[Recorded data]
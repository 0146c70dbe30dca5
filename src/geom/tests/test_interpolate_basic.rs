//! Tests for attribute interpolation at element samples.

use crate::geom::{
    ElementKind, ElementSample, Elements, Shape, ShapeDistribution, ShapeError, Tolerance,
    Vec2, Vec3, interpolate_vert, interpolate_vert_with_tolerance, make_std_surface,
    StdSurface, StdSurfaceOptions,
};

fn attrs() -> Vec<Vec3> {
    vec![
        Vec3::new(0.1, 0.2, 0.3),
        Vec3::new(-4.0, 5.5, 1e-3),
        Vec3::new(7.25, -0.7, 9.0),
    ]
}

#[test]
fn test_triangle_corners_are_exact() {
    let values = attrs();
    let triangles = [[0, 1, 2]];
    let elements = Elements::Triangles(&triangles);

    let at = |u, v| interpolate_vert(elements, &values, &ElementSample::triangle(0, u, v)).unwrap();
    assert_eq!(at(0.0, 0.0), values[0]);
    assert_eq!(at(1.0, 0.0), values[1]);
    assert_eq!(at(0.0, 1.0), values[2]);
}

#[test]
fn test_triangle_centroid() {
    let values = vec![0.0, 3.0, 6.0];
    let triangles = [[0, 1, 2]];
    let third = 1.0 / 3.0;
    let mid = interpolate_vert(
        Elements::Triangles(&triangles),
        &values,
        &ElementSample::triangle(0, third, third),
    )
    .unwrap();
    assert!((mid - 3.0).abs() < 1e-12);
}

#[test]
fn test_line_uses_single_parameter() {
    let values = vec![Vec2::new(0.0, 10.0), Vec2::new(4.0, 20.0)];
    let lines = [[1, 0]];
    let elements = Elements::Lines(&lines);

    let at = |t| interpolate_vert(elements, &values, &ElementSample::line(0, t)).unwrap();
    assert_eq!(at(0.0), values[1]);
    assert_eq!(at(1.0), values[0]);
    assert_eq!(at(0.25), Vec2::new(3.0, 17.5));
}

#[test]
fn test_point_copies_value() {
    let values = vec![1.0, 2.0, 3.0];
    let points = [2, 0];
    let value =
        interpolate_vert(Elements::Points(&points), &values, &ElementSample::point(0)).unwrap();
    assert_eq!(value, 3.0);
}

#[test]
fn test_kind_mismatch() {
    let values = attrs();
    let triangles = [[0, 1, 2]];
    assert_eq!(
        interpolate_vert(
            Elements::Triangles(&triangles),
            &values,
            &ElementSample::line(0, 0.5)
        ),
        Err(ShapeError::ElementKindMismatch {
            expected: ElementKind::Triangle,
            found: ElementKind::Line
        })
    );
}

#[test]
fn test_out_of_range_indices() {
    let values = vec![1.0, 2.0];
    let lines = [[0, 1], [1, 2]];
    let elements = Elements::Lines(&lines);

    assert_eq!(
        interpolate_vert(elements, &values, &ElementSample::line(5, 0.5)),
        Err(ShapeError::IndexOutOfRange {
            what: "element",
            index: 5,
            len: 2
        })
    );
    assert_eq!(
        interpolate_vert(elements, &values, &ElementSample::line(1, 0.5)),
        Err(ShapeError::IndexOutOfRange {
            what: "vertex",
            index: 2,
            len: 2
        })
    );
}

#[test]
fn test_coordinate_domain() {
    let values = attrs();
    let triangles = [[0, 1, 2]];
    let elements = Elements::Triangles(&triangles);

    assert_eq!(
        interpolate_vert(elements, &values, &ElementSample::triangle(0, 0.7, 0.6)),
        Err(ShapeError::CoordinateOutOfRange {
            kind: ElementKind::Triangle,
            coord: [0.7, 0.6]
        })
    );
    assert!(interpolate_vert(elements, &values, &ElementSample::triangle(0, -0.5, 0.2)).is_err());

    // Rounding noise from the uniform remap is tolerated.
    let slightly_over = ElementSample::triangle(0, 0.5 + 1e-9, 0.5);
    assert!(interpolate_vert(elements, &values, &slightly_over).is_ok());
    assert!(
        interpolate_vert_with_tolerance(elements, &values, &slightly_over, Tolerance::new(0.0))
            .is_err()
    );
}

#[test]
fn test_eval_sample_on_sphere() {
    let shape = make_std_surface(StdSurface::UvSphere, StdSurfaceOptions::with_level(1)).unwrap();
    let dist = ShapeDistribution::new(shape.elements().unwrap(), &shape.positions).unwrap();

    for i in 0..16 {
        let ern = f64::from(i) / 16.0;
        let sample = dist.sample(ern, (0.3, 0.8)).unwrap();
        let point = shape.eval_sample(&sample).unwrap();

        // Chords of the unit sphere lie inside it.
        assert!(point.position.length() <= 1.0 + 1e-9);
        let normal = point.normal.unwrap();
        assert!((normal.length() - 1.0).abs() < 1e-9);
        let uv = point.texcoord.unwrap();
        assert!((0.0..=1.0).contains(&uv.x) && (0.0..=1.0).contains(&uv.y));
    }
}

#[test]
fn test_eval_sample_without_optional_attributes() {
    let shape = Shape::from_lines(vec![Vec3::ZERO, Vec3::X * 2.0], vec![[0, 1]]);
    let point = shape.eval_sample(&ElementSample::line(0, 0.5)).unwrap();
    assert_eq!(point.position, Vec3::X);
    assert!(point.normal.is_none());
    assert!(point.texcoord.is_none());
}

*Task goal*. Check each line of the data above for the word "ShapeDistribution" and say how many lines contain it, giving nothing besides the number.

*Solution to the problem*. 2